_HOW TO COMPLETE THIS TASK:_
Exactly the lines from the opening of the records through the line containing "map keyed by" should be copied, with both included.

[Stored data]
┏━━

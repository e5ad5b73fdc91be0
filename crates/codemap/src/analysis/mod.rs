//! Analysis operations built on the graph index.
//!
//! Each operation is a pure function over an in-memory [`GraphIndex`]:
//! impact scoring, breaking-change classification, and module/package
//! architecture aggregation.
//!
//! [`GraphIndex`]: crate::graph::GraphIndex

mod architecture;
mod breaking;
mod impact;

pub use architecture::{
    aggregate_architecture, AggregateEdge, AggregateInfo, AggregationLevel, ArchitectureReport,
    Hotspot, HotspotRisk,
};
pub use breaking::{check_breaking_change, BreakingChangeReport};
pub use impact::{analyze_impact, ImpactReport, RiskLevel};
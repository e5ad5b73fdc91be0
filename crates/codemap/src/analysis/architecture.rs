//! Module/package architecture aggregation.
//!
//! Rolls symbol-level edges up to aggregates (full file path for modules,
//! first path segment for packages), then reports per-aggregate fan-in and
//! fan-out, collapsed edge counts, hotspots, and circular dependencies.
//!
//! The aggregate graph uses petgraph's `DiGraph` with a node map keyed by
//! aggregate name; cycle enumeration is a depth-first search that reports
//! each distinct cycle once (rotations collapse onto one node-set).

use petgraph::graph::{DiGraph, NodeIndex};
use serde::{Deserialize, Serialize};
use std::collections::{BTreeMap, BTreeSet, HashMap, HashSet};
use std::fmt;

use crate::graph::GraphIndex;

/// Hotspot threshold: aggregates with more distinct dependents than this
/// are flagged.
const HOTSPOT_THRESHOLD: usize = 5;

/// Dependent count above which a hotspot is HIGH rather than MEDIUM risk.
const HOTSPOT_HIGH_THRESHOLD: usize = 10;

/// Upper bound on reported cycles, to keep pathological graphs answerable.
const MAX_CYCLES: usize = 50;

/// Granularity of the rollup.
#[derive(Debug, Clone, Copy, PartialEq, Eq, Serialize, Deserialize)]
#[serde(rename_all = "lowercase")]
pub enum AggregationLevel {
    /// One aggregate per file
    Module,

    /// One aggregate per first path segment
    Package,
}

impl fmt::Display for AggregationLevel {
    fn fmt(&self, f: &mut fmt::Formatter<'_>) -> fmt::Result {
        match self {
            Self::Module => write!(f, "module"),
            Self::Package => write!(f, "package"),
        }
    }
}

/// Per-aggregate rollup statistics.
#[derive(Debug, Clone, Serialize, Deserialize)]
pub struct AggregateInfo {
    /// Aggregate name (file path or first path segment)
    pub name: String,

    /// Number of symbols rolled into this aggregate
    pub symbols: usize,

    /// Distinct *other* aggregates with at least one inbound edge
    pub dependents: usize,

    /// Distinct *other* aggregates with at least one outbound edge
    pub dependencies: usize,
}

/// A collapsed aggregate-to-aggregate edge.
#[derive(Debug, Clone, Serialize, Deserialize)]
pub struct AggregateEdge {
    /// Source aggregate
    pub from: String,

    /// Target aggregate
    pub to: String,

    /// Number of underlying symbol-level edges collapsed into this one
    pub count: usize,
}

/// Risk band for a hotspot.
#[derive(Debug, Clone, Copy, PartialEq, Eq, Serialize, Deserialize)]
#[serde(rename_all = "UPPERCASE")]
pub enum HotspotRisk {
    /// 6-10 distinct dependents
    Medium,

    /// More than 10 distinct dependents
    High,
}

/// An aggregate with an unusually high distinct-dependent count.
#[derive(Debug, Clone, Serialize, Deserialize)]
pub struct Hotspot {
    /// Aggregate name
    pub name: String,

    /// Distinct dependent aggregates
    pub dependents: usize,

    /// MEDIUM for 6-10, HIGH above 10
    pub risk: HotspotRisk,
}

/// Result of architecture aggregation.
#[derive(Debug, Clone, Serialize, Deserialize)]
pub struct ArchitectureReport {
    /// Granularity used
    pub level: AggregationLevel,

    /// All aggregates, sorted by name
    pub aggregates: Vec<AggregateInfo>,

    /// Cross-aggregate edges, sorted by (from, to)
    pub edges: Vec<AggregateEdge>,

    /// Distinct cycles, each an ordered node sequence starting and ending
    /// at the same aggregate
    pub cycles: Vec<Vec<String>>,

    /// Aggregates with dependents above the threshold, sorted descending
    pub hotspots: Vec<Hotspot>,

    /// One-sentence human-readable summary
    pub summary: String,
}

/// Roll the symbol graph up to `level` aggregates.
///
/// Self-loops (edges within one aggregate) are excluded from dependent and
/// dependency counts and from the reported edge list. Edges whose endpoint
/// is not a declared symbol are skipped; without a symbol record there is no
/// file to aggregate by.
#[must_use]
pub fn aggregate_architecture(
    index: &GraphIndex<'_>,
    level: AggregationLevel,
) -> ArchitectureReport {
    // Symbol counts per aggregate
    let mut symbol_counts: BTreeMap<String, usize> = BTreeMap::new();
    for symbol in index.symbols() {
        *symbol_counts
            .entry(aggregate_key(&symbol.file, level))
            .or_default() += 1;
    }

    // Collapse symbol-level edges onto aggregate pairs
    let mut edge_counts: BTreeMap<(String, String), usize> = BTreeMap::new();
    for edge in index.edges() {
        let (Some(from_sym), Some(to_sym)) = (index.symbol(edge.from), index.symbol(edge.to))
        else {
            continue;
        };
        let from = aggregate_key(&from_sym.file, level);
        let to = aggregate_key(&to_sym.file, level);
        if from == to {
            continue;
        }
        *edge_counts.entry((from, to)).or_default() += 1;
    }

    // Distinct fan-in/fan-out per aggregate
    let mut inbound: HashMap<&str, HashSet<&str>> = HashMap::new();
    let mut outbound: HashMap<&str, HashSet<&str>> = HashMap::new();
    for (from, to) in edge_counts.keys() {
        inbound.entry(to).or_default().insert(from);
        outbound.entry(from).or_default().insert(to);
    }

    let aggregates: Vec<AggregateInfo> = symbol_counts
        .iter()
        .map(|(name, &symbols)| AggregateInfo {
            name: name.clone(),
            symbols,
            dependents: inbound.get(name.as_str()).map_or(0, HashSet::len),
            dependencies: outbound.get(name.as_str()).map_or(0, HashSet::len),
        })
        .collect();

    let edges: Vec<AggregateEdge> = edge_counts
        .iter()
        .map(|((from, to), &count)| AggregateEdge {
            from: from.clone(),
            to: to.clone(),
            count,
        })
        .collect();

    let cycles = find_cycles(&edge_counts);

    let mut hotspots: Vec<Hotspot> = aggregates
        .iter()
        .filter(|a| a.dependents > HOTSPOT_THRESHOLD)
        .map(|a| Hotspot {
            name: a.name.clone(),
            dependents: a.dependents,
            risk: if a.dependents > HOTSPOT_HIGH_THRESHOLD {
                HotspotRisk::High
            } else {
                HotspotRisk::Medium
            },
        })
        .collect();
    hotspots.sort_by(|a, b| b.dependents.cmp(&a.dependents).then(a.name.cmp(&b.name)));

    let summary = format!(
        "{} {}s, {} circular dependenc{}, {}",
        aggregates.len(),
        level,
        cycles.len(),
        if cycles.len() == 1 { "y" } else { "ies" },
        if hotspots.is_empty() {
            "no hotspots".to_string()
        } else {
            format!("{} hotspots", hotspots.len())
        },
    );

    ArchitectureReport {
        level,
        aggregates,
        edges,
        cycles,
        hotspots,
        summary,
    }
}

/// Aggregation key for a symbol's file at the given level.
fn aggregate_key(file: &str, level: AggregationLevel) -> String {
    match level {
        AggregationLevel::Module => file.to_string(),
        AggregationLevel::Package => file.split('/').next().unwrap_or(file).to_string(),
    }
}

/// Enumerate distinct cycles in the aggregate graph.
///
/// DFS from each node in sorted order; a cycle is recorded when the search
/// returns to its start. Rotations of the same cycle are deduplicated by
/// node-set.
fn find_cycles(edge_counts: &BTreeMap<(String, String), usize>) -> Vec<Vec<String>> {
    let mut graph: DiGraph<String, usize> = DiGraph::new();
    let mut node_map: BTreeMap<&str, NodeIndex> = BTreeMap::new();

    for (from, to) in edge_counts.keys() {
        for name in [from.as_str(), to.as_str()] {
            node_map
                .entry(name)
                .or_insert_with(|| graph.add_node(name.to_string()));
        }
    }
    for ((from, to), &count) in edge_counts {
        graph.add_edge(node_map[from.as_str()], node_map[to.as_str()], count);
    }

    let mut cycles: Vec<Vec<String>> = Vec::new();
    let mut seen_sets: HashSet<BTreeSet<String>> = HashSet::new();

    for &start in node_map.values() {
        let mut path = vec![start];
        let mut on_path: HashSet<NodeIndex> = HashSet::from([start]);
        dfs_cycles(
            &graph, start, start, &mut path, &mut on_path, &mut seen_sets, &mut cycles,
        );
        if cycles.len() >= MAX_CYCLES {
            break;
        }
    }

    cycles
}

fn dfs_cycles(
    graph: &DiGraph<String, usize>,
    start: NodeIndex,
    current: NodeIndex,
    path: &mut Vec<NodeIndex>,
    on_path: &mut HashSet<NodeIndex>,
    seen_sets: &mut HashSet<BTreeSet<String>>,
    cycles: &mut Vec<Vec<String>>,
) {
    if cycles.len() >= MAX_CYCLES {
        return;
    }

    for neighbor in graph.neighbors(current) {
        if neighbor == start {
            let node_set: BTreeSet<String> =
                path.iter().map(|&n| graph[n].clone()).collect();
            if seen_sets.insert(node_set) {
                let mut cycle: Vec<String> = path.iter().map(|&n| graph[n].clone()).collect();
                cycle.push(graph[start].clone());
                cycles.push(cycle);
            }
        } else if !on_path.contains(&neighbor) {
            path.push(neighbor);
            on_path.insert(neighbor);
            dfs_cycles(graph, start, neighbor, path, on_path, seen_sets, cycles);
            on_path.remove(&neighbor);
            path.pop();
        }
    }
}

┗━━

_EXERCISE OUTPUT:_
repository e5ad5b73fdc91be0
filename crates/codemap/src/analysis/mod.rs
//! Analysis operations built on the graph index.
//!
//! Each operation is a pure function over an in-memory [`GraphIndex`]:
//! impact scoring, breaking-change classification, and module/package
//! architecture aggregation.
//!
//! [`GraphIndex`]: crate::graph::GraphIndex

mod architecture;
mod breaking;
mod impact;

pub use architecture::{
    aggregate_architecture, AggregateEdge, AggregateInfo, AggregationLevel, ArchitectureReport,
    Hotspot, HotspotRisk,
};
pub use breaking::{check_breaking_change, BreakingChangeReport};
pub use impact::{analyze_impact, ImpactReport, RiskLevel};
repository e5ad5b73fdc91be0
filename crates/codemap/src/analysis/architecture.rs
//! Module/package architecture aggregation.
//!
//! Rolls symbol-level edges up to aggregates (full file path for modules,
//! first path segment for packages), then reports per-aggregate fan-in and
//! fan-out, collapsed edge counts, hotspots, and circular dependencies.
//!
//! The aggregate graph uses petgraph's `DiGraph` with a node map keyed by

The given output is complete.